© JUNGE FREIHEIT Verlag GmbH & Co. www.jungefreiheit.de 11/17 / 10. März 2017

Europa fehlen die Eier
Stierhoden als ideale Mahlzeit für Geringverdiener und Zecher
Verena Inauen

Haut abziehen, in Scheiben schneiden, lange in viel Bier marinieren und dann in Paniermehl herausbacken. Ein nussiger Geschmack, sehr fein im Biß. Ein Rezept, das sich nach Gourmetküche anhört, bringt aber nicht nur die C-Promis des „Dschungelcamps“ zum Kreischen, sondern läßt auch männliche Fleischliebhaber schwer schlucken.
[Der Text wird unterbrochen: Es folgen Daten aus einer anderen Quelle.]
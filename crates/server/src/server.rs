use axum::{Router, routing::get};
use sea_orm::DatabaseConnection;

use std::sync::Arc;

use crate::{commitments, companies, health};
use engine::{CommitmentCatalog, DbSpendAggregator, Evaluator};

#[derive(Clone)]
pub struct ServerState {
    pub evaluator: Arc<Evaluator>,
    pub catalog: Arc<dyn CommitmentCatalog>,
    /// `None` when no billing database url is configured.
    pub db: Option<DatabaseConnection>,
}

impl ServerState {
    /// Wires the evaluator to the billing store, or to an unconfigured
    /// aggregator when `db` is `None`.
    pub fn new(catalog: Arc<dyn CommitmentCatalog>, db: Option<DatabaseConnection>) -> Self {
        let aggregator = match &db {
            Some(db) => DbSpendAggregator::new(db.clone()),
            None => DbSpendAggregator::unconfigured(),
        };
        let evaluator = Evaluator::builder().aggregator(Arc::new(aggregator)).build();

        Self {
            evaluator: Arc::new(evaluator),
            catalog,
            db,
        }
    }
}

pub fn router(state: ServerState) -> Router {
    Router::new()
        .route("/api/health", get(health::get))
        .route("/api/companies", get(companies::list))
        .route(
            "/api/companies/{company}/commitments",
            get(commitments::list),
        )
        .route(
            "/api/companies/{company}/commitments/{id}",
            get(commitments::detail),
        )
        .with_state(state)
}

pub async fn run_with_listener(
    state: ServerState,
    listener: tokio::net::TcpListener,
) -> Result<(), std::io::Error> {
    let addr = listener.local_addr()?;
    tracing::info!("Server listening on {}", addr);

    axum::serve(listener, router(state)).await
}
Nicht etwa wegen der Konsistenz der Stierhoden – die als sehr fein beschrieben wird –, sondern wahrscheinlich vielmehr aufgrund der Tatsache, daß es sich dabei um die Zeugungsorgane des vor Testosteron strotzenden Tieres handelt.

Genau aus diesem Grund sind die im Englischen als „testicles“ bezeichneten Hoden aber im US-Bundesstaat Montana ein richtiger Verkaufsschlager. 

Ob nun aus hartnäckigem Aberglauben oder einfach liebgewonnener Tradition, glauben die Bewohner des abgeschiedenen Clintons daran, daß ihre eigene Fruchtbarkeit durch den Verzehr dieser Speise gesteigert wird. Beim jährlichen „Eat the Ball“-Fest werden die zu den Innereien zählenden primären Geschlechtsmerkmale darum in allen nur erdenklichen Formen zubereitet: gegrillt, gekocht, geschmort oder gebraten. 

100 Gramm Männlichkeit in Butter gebraten

Was heute in den Vereinigten Staaten als „Austern der Rocky Mountains“ bezeichnet wird, war auch in Europa viele Jahrhunderte eine Rarität und fiel dem Schlachter als besonderes Stück Fleisch zu. Die rund 100 Gramm schweren Zeugungsorgane fanden auf deutschen Speisekarten genauso Platz wie Kutteln, Nieren, Herz oder Hirn. Heute scheinen aber nur noch einige wenige Köche in östlichen Ländern ausreichend Eier zu haben und sich an die empfindlichen Teile heranzuwagen. Zubereitet mit Butter und einem Zweig Thymian oder doch gesalzen und paniert wie ein knuspriges Schnitzel, werden auch die weniger ansehnlichen Hoden schmackhaft in Szene gesetzt. 

Wie betroffen die rumänischen Kellnerinnen sind, wenn sie die Bestellung „testiculele“ an ihre Kollegen weitergeben, wurde zwar noch in keiner Aufdeckersendung ausreichend erörtert, vom Speiseplan ist das Gericht dort aber nicht wegzudenken.

Ganz anders sieht es jedoch in den Küchen von England bis Ungarn aus. Während bis vor 200 Jahren die verschiedensten länderspezifischen Zubereitungsarten der Lamm-, Stier- oder sogar Hahnhoden bekannt waren, brutzeln heute nur noch vereinzelt euphemistisch umschriebene „spanische Nieren“ in den Bratpfannen der Stierkampfregionen.

Im von zunehmender Industrialisierung und Fertiggerichten geprägten Deutschland ist das gute Stück des Rindes zwar gemäß der Fleisch-Hygiene-Ordnung als Lebensmittel zum Verzehr zugelassen, das am Sexualakt beteiligte Gehänge meiden Herr und Frau Mustermann aber mit pikiertem Blick.

Dabei ist das gewagte Mahl vor allem perfekt für die knappe Geldbörse von Geringverdienern. Innereien, insbesondere die Hoden, kosten sehr viel weniger als die edlen Filetstücke und bieten zudem noch wesentlich mehr Nährstoffe. Zink, Eisen und Vitamin B helfen zudem, den Restalkohol feierwütiger Zecher abzubauen. Weil die Tiere meistens ohnehin kastriert werden, müssen sie dafür nicht einmal sterben – was die Bedenken von mitfühlenden Tierliebhabern allerdings nur teilweise zerstreuen dürfte.

Wer sich selber nicht von den „Cojones“, „Stones“ oder „Rognons blancs“ überzeugen will, kann immerhin seinen vierbeinigen Gefährten testen lassen. Hunde und Katzen genießen die getrockneten Testosteronspeicher ihrer tierischen Genossen ohne Bedenken.